_Task details:_ Note each line of the entries that includes "kind". Then copy those lines.

_Data extracts:_
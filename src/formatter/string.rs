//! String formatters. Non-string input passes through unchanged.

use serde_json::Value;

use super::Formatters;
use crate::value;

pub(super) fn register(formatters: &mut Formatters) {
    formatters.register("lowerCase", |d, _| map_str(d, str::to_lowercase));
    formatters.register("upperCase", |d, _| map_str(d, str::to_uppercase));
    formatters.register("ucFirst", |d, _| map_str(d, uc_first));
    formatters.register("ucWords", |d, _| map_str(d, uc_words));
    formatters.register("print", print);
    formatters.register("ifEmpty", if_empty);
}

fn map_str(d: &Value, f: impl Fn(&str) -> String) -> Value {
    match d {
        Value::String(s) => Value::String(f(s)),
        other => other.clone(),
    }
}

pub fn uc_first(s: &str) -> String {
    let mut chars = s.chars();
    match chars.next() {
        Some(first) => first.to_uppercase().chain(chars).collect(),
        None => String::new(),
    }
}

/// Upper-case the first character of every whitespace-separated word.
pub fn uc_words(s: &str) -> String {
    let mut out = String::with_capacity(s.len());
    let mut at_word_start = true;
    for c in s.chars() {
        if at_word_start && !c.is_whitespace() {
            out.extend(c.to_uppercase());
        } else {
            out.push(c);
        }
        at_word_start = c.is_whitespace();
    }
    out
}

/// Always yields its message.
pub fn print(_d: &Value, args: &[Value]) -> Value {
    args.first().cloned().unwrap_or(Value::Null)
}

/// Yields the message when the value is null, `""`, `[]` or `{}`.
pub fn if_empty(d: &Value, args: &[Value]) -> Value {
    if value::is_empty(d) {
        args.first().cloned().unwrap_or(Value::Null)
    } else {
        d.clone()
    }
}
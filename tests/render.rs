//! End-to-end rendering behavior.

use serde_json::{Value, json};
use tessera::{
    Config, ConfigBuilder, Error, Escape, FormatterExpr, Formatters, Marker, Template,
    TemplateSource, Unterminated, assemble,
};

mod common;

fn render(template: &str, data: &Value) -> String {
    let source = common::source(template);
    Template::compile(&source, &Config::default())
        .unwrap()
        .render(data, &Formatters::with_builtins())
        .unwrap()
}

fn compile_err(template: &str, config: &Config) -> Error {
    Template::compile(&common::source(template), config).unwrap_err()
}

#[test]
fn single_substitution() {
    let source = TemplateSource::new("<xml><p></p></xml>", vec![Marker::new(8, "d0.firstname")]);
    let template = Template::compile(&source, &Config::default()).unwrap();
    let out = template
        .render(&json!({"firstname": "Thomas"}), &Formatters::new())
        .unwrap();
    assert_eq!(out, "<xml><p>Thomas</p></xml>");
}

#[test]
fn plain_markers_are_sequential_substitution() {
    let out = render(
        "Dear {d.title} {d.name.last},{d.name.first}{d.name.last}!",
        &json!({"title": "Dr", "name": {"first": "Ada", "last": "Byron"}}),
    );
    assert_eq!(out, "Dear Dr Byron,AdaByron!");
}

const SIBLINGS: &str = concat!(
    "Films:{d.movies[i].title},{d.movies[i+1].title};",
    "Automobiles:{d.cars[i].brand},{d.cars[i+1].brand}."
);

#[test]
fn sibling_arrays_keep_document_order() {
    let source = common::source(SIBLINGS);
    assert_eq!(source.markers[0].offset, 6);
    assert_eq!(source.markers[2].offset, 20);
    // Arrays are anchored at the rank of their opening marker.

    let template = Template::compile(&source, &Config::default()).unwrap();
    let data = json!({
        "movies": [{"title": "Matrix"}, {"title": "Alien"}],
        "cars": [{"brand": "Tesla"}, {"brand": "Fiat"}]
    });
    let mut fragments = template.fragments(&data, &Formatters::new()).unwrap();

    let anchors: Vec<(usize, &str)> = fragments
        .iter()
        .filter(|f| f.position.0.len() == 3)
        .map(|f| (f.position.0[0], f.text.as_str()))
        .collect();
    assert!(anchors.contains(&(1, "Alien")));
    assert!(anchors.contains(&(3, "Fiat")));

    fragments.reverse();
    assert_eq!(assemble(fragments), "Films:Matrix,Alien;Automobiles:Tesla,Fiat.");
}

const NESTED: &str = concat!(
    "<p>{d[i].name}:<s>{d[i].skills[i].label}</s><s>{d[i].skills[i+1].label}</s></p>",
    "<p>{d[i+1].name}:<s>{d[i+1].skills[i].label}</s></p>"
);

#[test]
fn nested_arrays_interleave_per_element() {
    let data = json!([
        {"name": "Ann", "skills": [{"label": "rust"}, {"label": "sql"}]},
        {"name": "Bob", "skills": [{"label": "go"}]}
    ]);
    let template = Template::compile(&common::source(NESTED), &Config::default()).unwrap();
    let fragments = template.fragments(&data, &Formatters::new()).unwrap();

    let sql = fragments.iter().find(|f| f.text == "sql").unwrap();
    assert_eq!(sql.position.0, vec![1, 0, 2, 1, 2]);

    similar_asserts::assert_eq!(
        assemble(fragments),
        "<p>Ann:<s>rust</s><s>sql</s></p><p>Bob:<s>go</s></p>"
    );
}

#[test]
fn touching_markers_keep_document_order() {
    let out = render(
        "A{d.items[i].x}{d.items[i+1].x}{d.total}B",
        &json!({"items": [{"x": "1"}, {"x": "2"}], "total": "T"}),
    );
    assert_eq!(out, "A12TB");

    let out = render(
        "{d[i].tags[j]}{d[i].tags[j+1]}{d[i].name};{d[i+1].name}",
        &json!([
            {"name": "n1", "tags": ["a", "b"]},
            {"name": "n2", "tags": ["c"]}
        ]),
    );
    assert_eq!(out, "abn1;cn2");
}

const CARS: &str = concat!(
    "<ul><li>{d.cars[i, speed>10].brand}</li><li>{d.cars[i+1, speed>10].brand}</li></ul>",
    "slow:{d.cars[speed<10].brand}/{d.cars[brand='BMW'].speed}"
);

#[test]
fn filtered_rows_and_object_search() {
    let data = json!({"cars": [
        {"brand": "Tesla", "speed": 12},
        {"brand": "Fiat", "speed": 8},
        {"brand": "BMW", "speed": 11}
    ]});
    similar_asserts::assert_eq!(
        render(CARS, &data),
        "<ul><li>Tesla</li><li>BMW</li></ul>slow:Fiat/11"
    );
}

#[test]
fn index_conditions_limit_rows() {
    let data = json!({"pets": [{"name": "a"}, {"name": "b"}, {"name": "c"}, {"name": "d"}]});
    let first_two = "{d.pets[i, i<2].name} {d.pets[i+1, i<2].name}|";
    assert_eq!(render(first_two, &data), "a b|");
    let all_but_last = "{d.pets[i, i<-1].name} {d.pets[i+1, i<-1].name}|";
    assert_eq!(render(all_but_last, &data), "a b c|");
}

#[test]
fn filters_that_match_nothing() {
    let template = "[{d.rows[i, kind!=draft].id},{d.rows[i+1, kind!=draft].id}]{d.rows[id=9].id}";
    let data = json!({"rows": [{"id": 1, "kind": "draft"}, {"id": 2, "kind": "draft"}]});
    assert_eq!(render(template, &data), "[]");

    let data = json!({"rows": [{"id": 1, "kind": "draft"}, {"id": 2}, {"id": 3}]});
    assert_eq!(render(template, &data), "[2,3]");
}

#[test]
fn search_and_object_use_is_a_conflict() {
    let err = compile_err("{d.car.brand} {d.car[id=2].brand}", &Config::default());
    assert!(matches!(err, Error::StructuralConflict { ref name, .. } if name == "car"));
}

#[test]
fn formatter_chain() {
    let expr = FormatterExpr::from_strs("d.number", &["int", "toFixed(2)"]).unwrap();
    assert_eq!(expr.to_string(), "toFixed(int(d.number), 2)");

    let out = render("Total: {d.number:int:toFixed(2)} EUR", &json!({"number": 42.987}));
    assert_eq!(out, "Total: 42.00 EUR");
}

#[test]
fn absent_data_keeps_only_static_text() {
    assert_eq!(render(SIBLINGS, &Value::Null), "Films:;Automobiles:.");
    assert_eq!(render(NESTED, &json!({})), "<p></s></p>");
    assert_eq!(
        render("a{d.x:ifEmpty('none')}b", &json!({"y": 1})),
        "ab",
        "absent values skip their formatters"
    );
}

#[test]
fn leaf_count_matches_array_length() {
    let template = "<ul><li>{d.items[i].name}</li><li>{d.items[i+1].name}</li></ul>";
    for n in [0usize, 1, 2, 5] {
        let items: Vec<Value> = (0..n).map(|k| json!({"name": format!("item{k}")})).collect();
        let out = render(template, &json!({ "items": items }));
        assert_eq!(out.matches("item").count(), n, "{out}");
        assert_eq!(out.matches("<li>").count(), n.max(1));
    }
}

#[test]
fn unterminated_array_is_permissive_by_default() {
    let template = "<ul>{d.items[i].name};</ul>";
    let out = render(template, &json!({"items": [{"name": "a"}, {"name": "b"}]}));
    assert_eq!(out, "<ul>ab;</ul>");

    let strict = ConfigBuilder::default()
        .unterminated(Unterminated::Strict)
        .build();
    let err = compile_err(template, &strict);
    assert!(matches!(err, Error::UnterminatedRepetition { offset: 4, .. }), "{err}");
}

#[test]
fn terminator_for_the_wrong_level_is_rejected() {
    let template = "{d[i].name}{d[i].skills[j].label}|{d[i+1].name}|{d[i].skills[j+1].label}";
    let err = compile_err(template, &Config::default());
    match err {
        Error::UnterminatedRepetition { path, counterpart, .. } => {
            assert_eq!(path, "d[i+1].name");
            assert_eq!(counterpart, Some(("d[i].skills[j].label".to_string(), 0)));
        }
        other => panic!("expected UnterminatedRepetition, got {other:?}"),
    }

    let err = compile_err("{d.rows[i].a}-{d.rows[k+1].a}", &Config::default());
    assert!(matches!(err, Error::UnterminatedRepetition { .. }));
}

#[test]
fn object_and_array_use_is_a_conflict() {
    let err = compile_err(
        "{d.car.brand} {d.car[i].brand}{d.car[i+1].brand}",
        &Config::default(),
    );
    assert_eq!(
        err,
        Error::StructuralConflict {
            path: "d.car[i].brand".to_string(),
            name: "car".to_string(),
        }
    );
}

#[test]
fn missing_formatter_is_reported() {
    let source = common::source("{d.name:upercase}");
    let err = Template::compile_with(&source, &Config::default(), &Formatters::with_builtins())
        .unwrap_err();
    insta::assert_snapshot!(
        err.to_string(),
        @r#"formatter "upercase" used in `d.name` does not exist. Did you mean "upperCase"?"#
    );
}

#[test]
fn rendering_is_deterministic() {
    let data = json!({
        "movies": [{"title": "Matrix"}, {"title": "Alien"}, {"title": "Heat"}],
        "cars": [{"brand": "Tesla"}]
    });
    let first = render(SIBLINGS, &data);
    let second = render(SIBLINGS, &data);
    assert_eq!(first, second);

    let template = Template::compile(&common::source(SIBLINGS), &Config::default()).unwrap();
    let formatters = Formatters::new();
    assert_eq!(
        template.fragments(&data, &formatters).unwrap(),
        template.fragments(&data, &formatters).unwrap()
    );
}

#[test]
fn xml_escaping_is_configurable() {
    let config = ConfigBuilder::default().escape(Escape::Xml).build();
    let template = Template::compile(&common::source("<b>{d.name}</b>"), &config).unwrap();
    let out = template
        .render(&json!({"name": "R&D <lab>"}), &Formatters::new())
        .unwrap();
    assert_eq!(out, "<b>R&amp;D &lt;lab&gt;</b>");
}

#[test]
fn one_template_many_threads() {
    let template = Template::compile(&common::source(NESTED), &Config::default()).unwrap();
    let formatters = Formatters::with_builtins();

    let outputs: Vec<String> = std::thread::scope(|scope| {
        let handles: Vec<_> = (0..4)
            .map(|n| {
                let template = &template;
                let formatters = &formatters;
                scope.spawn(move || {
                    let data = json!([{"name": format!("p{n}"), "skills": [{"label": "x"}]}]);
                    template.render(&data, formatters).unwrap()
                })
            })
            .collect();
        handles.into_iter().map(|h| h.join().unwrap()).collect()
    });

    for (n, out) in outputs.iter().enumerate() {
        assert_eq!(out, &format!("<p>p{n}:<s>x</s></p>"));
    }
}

_Result of the exercise:_
    let template = "[{d.rows[i, kind!=draft].id},{d.rows[i+1, kind!=draft].id}]{d.rows[id=9].id}";
    let data = json!({"rows": [{"id": 1, "kind": "draft"}, {"id": 2, "kind": "draft"}]});
    let data = json!({"rows": [{"id": 1, "kind": "draft"}, {"id": 2}, {"id": 3}]});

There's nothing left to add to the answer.